The rise of “smart manufacturing” using what’s known as the “industrial internet of things,” machines that communicate and cooperate with each other via the Internet, is a two-edged sword.

While it offers the promise of greater productivity and efficiency for manufacturers, it also exposes them to hacking and other cyber security threats.

Matter of fact, manufacturing ranks right behind health care and financial services among industries facing the greatest cyber security risk, according to the 2016 IBM X-Force Cyber Security Intelligence Index.

“The whole digital threat you hear about with the internet of things is real,” says David Linger, president and CEO of TechSolve, the Bond Hill-based manufacturing and health care consulting provider.

He offers this scenario: “When you go into a plant the first thing you want to do is get all of equipment with a PLC (programmable logic controller) or onboard computer networked on the internet to pull data on those machines and analyze the data. You add more sensors to get more information to help provide all the great things that the internet of things promises. But once you do that you’re exposing yourself to attack. Those machines can now be hacked,” he says.

He says companies tend to focus on their computer servers and IT infrastructure when they think about cyber security and forget about the computers imbedded in their other equipment.

TechSolve is part of Ohio Manufacturing Extension Partnership (MEP), a statewide network of regional organizations helping manufacturers stay competitive. It’s an initiative of the U. S. Commerce Department’s National Institute of Standards and Technology (NIST).

Linger says TechSolve has been selected to lead the cyber security initiative among the half dozen MEPs in Ohio by assessing the security of its own IT provider and helping other MEPs assess their cyber security.

TechSolve is also one of 10 MEPs nationally chosen to work with NIST on cyber security, specifically helping implement NIST 800-171, standards for defense contractors for information systems and policies.

It is not the big companies such as General Electric Co. and Boeing Co. who are at risk as much as their smaller suppliers, says Linger.

Under 800.171 defense contractors may not be able to do business with smaller vendors or suppliers who are not in compliance, he says.

To help build awareness among small and medium-sized manufacturers, TechSolve has teamed with the School of Information Technology at the University of Cincinnati on a series of half-day cyber security workshops aimed at manufacturers.

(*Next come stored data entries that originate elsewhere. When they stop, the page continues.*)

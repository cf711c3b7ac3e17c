//! Shared HTTP plumbing for the backend adapters.

use std::time::Duration;

use reqwest::header::CONTENT_TYPE;
use reqwest::Client;
use serde_json::Value;

use llmkit_core::{LlmError, Result};

pub(crate) const DEFAULT_TIMEOUT: Duration = Duration::from_secs(30);

/// POST a JSON body and return the raw response text.
///
/// Maps local failures to `Marshal`/`Transport`, non-2xx statuses to `Http`
/// with the body preserved for diagnostics. Decoding is left to the caller
/// since every endpoint has its own shape.
pub(crate) async fn post_json(
    client: &Client,
    url: &str,
    body: &Value,
    timeout: Duration,
    bearer: Option<&str>,
) -> Result<String> {
    let payload = serde_json::to_vec(body).map_err(|e| LlmError::Marshal(e.to_string()))?;

    let mut request = client
        .post(url)
        .header(CONTENT_TYPE, "application/json")
        .timeout(timeout)
        .body(payload);
    if let Some(token) = bearer {
        request = request.bearer_auth(token);
    }

    let response = request
        .send()
        .await
        .map_err(|e| LlmError::Transport(e.to_string()))?;

    let status = response.status();
    let text = response
        .text()
        .await
        .map_err(|e| LlmError::Transport(e.to_string()))?;

    if !status.is_success() {
        return Err(LlmError::Http {
            status: status.as_u16(),
            body: text,
        });
    }

    Ok(text)
}
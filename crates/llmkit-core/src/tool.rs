//! Tool System
//!
//! Named, schema-described functions the model may ask to have invoked
//! mid-conversation, and the registry that owns them.

use std::collections::HashMap;
use std::fmt;
use std::sync::{Mutex, MutexGuard, PoisonError};

use serde_json::{json, Map, Value};

use crate::error::{LlmError, Result};

/// Executor signature: tool arguments in, raw output text out.
///
/// Executors run synchronously; whatever side effects they perform (calling
/// a weather API, reading a file) are their own business.
pub type ToolExecutor = Box<dyn Fn(&Map<String, Value>) -> anyhow::Result<String> + Send + Sync>;

/// A callable tool: unique name, human-readable description, JSON-schema
/// parameter descriptor and the executor itself.
pub struct Tool {
    pub name: String,
    pub description: String,
    pub parameters: Value,
    executor: ToolExecutor,
}

impl Tool {
    pub fn new<F>(
        name: impl Into<String>,
        description: impl Into<String>,
        parameters: Value,
        executor: F,
    ) -> Self
    where
        F: Fn(&Map<String, Value>) -> anyhow::Result<String> + Send + Sync + 'static,
    {
        Self {
            name: name.into(),
            description: description.into(),
            parameters,
            executor: Box::new(executor),
        }
    }
}

impl fmt::Debug for Tool {
    fn fmt(&self, f: &mut fmt::Formatter<'_>) -> fmt::Result {
        f.debug_struct("Tool")
            .field("name", &self.name)
            .field("description", &self.description)
            .field("parameters", &self.parameters)
            .finish_non_exhaustive()
    }
}

/// Registry of tools available to one conversation.
///
/// Registration, description and execution may race from different threads;
/// the internal map is guarded by a mutex. Name collisions resolve
/// last-write-wins.
#[derive(Debug, Default)]
pub struct ToolRegistry {
    tools: Mutex<HashMap<String, Tool>>,
}

impl ToolRegistry {
    pub fn new() -> Self {
        Self::default()
    }

    fn lock(&self) -> MutexGuard<'_, HashMap<String, Tool>> {
        self.tools.lock().unwrap_or_else(PoisonError::into_inner)
    }

    /// Insert or overwrite a tool by name. Always succeeds.
    pub fn register(&self, tool: Tool) {
        self.lock().insert(tool.name.clone(), tool);
    }

    /// Serialize all registered tools into the provider-agnostic descriptor
    /// shape used verbatim in outgoing requests. Iteration order follows the
    /// map and is unspecified; callers must not depend on it.
    pub fn describe(&self) -> Vec<Value> {
        self.lock()
            .values()
            .map(|tool| {
                json!({
                    "type": "function",
                    "function": {
                        "name": tool.name,
                        "description": tool.description,
                        "parameters": tool.parameters,
                    },
                })
            })
            .collect()
    }

    /// Look up a tool by name and invoke its executor synchronously.
    ///
    /// Fails with `ToolNotFound` for unknown names; executor failures are
    /// wrapped in `ToolExecution` with the cause preserved.
    pub fn execute(&self, name: &str, args: &Map<String, Value>) -> Result<String> {
        let tools = self.lock();
        let tool = tools
            .get(name)
            .ok_or_else(|| LlmError::ToolNotFound(name.to_string()))?;

        tracing::debug!(tool = %name, "executing tool");
        (tool.executor)(args).map_err(|cause| LlmError::ToolExecution {
            tool: name.to_string(),
            cause,
        })
    }

    /// Number of registered tools
    pub fn len(&self) -> usize {
        self.lock().len()
    }

    /// Check if empty
    pub fn is_empty(&self) -> bool {
        self.lock().is_empty()
    }
}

“UC has great strength in cyber security and they’re growing that area,” Linger says. “We’re working with their faculty and researchers to look at the unique needs of manufacturers.”

Linger says the free workshops cover a variety of topics including some common pitfalls for companies.

For example, thumb drives. They seem harmless enough.

“People find a thumb drive in the parking lot thinking somebody dropped it,” he says. “The first thing they do is plug into their machine and guess what? That’s where the virus was to infect their system.”

A thumb drive is an easy way to get access to a target’s system. If employees find drives, they should turn them over to their IT professional to do a scan, he says.

Some of the other questions addressed in the workshops include:

- What points of manufacturing operations are most vulnerable to attack?

- Where will industrial cyber-attacks come from, and why?

- Are financial and retail industry cyber-attacks similar to those in the manufacturing?

- How do I know if my company has been attacked?

- What are the tools available to manufacturers to detect a breach?

Right now, Linger says the focus is on education and building awareness but in the future they will focus more on solutions.

Part of the challenge is communicating to small manufacturers in a way that’s meaningful, he says.

“The sky is not falling, but the threat is real. What’s the right balance to communicate this to small companies? It’s not a one-size-fits-all solution.”